Publications by authors named "R Abdul Hamid"

409 Publications

Comparison of in vitro fertilization cycles in couples with human immunodeficiency virus type 1 infection versus noninfected couples through a retrospective matched case-control study.

F S Rep 2021 Dec 8;2(4):376-385. Epub 2021 May 8.

Biologie de la Reproduction - Centre d'Etude et de Conservation des Oeufs et du Sperme humains, Hôpital Tenon, Paris, France.

Objective: To compare in vitro fertilization (IVF) outcomes in couples in which at least one partner is human immunodeficiency virus (HIV) positive with that of couples in which neither partner is HIV-positive.

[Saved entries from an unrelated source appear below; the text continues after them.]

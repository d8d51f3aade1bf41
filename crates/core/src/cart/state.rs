//! Cart items and the cart state value threaded through the reducer.

use rust_decimal::Decimal;
use serde::{Deserialize, Serialize};

use crate::catalog::Product;
use crate::types::{CurrencyCode, Price, ProductId};

/// A product line in the cart.
///
/// `name` and `unit_price` are copied from the catalog when the item is
/// first added; later catalog changes do not reach items already in a cart.
#[derive(Debug, Clone, PartialEq, Eq, Serialize, Deserialize)]
pub struct CartItem {
    pub id: ProductId,
    pub name: String,
    pub unit_price: Decimal,
    /// Always at least 1 while the item is in a cart.
    pub quantity: u32,
}

impl CartItem {
    /// A fresh single-quantity line for `product`.
    #[must_use]
    pub fn from_product(product: &Product) -> Self {
        Self {
            id: product.id.clone(),
            name: product.title.clone(),
            unit_price: product.price,
            quantity: 1,
        }
    }

    /// `unit_price × quantity`, or `None` if it exceeds [`Decimal::MAX`].
    #[must_use]
    pub fn line_total(&self) -> Option<Decimal> {
        self.unit_price.checked_mul(Decimal::from(self.quantity))
    }
}

/// The whole cart for one session.
///
/// Items are unique by id and kept in insertion order.
#[derive(Debug, Clone, Default, PartialEq, Eq, Serialize)]
pub struct CartState {
    pub(crate) items: Vec<CartItem>,
}

impl CartState {
    /// An empty cart.
    #[must_use]
    pub const fn new() -> Self {
        Self { items: Vec::new() }
    }

    /// Items in insertion order.
    #[must_use]
    pub fn items(&self) -> &[CartItem] {
        &self.items
    }

    /// Look up an item by product id.
    #[must_use]
    pub fn get(&self, id: &ProductId) -> Option<&CartItem> {
        self.items.iter().find(|item| &item.id == id)
    }

    pub(crate) fn position(&self, id: &ProductId) -> Option<usize> {
        self.items.iter().position(|item| &item.id == id)
    }

    /// Number of distinct products in the cart.
    #[must_use]
    pub fn len(&self) -> usize {
        self.items.len()
    }

    #[must_use]
    pub fn is_empty(&self) -> bool {
        self.items.is_empty()
    }

    /// Sum of all quantities, as shown on the header badge.
    #[must_use]
    pub fn total_quantity(&self) -> u64 {
        self.items.iter().map(|item| u64::from(item.quantity)).sum()
    }

    /// Sum of all line totals, or `None` if any step exceeds
    /// [`Decimal::MAX`].
    #[must_use]
    pub fn subtotal(&self) -> Option<Decimal> {
        self.items.iter().try_fold(Decimal::ZERO, |total, item| {
            total.checked_add(item.line_total()?)
        })
    }

    /// The subtotal as a displayable [`Price`].
    #[must_use]
    pub fn subtotal_price(&self, currency_code: CurrencyCode) -> Option<Price> {
        self.subtotal()
            .map(|amount| Price::new(amount, currency_code))
    }
}

impl<'a> IntoIterator for &'a CartState {
    type Item = &'a CartItem;
    type IntoIter = std::slice::Iter<'a, CartItem>;

    fn into_iter(self) -> Self::IntoIter {
        self.items.iter()
    }
}

#[cfg(test)]
#[allow(clippy::unwrap_used, clippy::indexing_slicing)]
mod tests {
    use super::*;

    fn item(id: &str, cents: i64, quantity: u32) -> CartItem {
        CartItem {
            id: ProductId::new(id),
            name: id.to_uppercase(),
            unit_price: Decimal::new(cents, 2),
            quantity,
        }
    }

    #[test]
    fn test_empty_cart() {
        let cart = CartState::new();
        assert!(cart.is_empty());
        assert_eq!(cart.total_quantity(), 0);
        assert_eq!(cart.subtotal(), Some(Decimal::ZERO));
        assert_eq!(cart.subtotal_price(CurrencyCode::USD).unwrap().display(), "$0.00");
    }

    #[test]
    fn test_totals() {
        let cart = CartState {
            items: vec![item("p1", 999, 2), item("p2", 500, 3)],
        };
        assert_eq!(cart.len(), 2);
        assert_eq!(cart.total_quantity(), 5);
        assert_eq!(cart.subtotal(), Some(Decimal::new(3498, 2)));
        assert_eq!(cart.subtotal_price(CurrencyCode::EUR).unwrap().display(), "€34.98");
    }

    #[test]
    fn test_line_total() {
        assert_eq!(item("p1", 1250, 4).line_total(), Some(Decimal::new(5000, 2)));
    }

    #[test]
    fn test_line_total_overflow() {
        let huge = CartItem {
            unit_price: "100000000000000000000".parse().unwrap(),
            ..item("p1", 0, 1_000_000_000)
        };
        assert!(huge.line_total().is_none());

        let cart = CartState {
            items: vec![item("p2", 100, 1), huge],
        };
        assert!(cart.subtotal().is_none());
        assert!(cart.subtotal_price(CurrencyCode::USD).is_none());
        assert_eq!(cart.total_quantity(), 1_000_000_001);
    }

    #[test]
    fn test_subtotal_sum_overflow() {
        let max = CartItem {
            unit_price: Decimal::MAX,
            ..item("p1", 0, 1)
        };
        let cart = CartState {
            items: vec![max.clone(), CartItem { id: ProductId::new("p2"), ..max }],
        };
        assert_eq!(cart.items()[0].line_total(), Some(Decimal::MAX));
        assert!(cart.subtotal().is_none());
    }

    #[test]
    fn test_get_and_position() {
        let cart = CartState {
            items: vec![item("p1", 100, 1), item("p2", 100, 1)],
        };
        assert_eq!(cart.position(&ProductId::new("p2")), Some(1));
        assert!(cart.get(&ProductId::new("p3")).is_none());
    }
}
//! Integration tests for Elegant Context.
//!
//! # Running Tests
//!
//! ```bash
//! cargo test -p elegant-context-integration-tests
//! ```
//!
//! # Test Categories
//!
//! - `cart_reducer` - Reducer properties over many cart shapes
//! - `cart_session` - Whole sessions driven through the store and envelopes
//!
//! This library holds the shared catalog and cart builders.

use elegant_context_core::{CartAction, CartState, Catalog, Product, ProductId, reduce};
use rust_decimal::Decimal;

/// Catalog with `p1` Widget at 9.99 plus a few more products.
///
/// # Panics
///
/// Panics if the fixed product list stops being a valid catalog.
#[must_use]
pub fn widget_catalog() -> Catalog {
    let products = vec![
        Product::new("p1", "Widget", Decimal::new(999, 2)),
        Product::new("p2", "Gadget", Decimal::new(2450, 2)),
        Product::new("p3", "Gizmo", Decimal::new(300, 2)),
        Product::new("p4", "Doohickey", Decimal::new(12_000, 2)),
    ];
    Catalog::new(products).expect("widget catalog should be valid")
}

/// Build a cart by adding each `(id, quantity)` pair in order.
///
/// # Panics
///
/// Panics if an id is missing from `catalog` or listed twice, or if a
/// quantity is 0, so a mistyped case cannot quietly build another cart.
#[must_use]
pub fn cart_with(catalog: &Catalog, lines: &[(&str, u32)]) -> CartState {
    lines.iter().fold(CartState::new(), |state, &(id, quantity)| {
        assert!(quantity >= 1, "quantity for {id} must be at least 1");
        assert!(
            state.get(&ProductId::new(id)).is_none(),
            "{id} is listed more than once"
        );

        let added = reduce(&state, &CartAction::add(id), catalog)
            .unwrap_or_else(|e| panic!("adding {id} failed: {e}"));
        if quantity == 1 {
            return added;
        }
        let action = CartAction::update(id, i64::from(quantity) - 1);
        reduce(&added, &action, catalog).expect("raising a fresh line's quantity should succeed")
    })
}

/// Product ids of `state` in order.
#[must_use]
pub fn ids(state: &CartState) -> Vec<&str> {
    state.items().iter().map(|item| item.id.as_str()).collect()
}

Design: Retrospective matched case-control study.

Setting: Fertility center at Tenon Hospital, Paris, France.

Patients: A total of 179 IVF cycles in couples infected with HIV-1 and 179 IVF cycles in control couples.

Interventions: Ovarian stimulation, oocytes retrieval, IVF (standard and microinjection), embryo transfer, pregnancy, and live birth follow-up.

Main Outcome Measures: Live birth rate and IVF outcomes.

Results: The first comparison between HIV and non-HIV couples showed poorer outcomes in the HIV group (higher administered gonadotropin doses and longer stimulation periods, lower cumulative pregnancy and live birth rates, among other things). A subgroup analysis was performed in addition. No differences were found in the "men HIV" group compared with the controls. In contrast, poorer outcomes in the "women HIV" and "women and men HIV" groups were shown in terms of administered doses, duration of stimulation, and number of oocytes retrieved. For the "women HIV" group, lower cumulative clinical pregnancy and live birth rates were found.

Conclusion: The data suggested that couples with HIV-positive women have poorer medically assisted procreation outcomes than couples with non-HIV-infected women. Therefore, physicians should pay particular attention to couples with HIV-positive women.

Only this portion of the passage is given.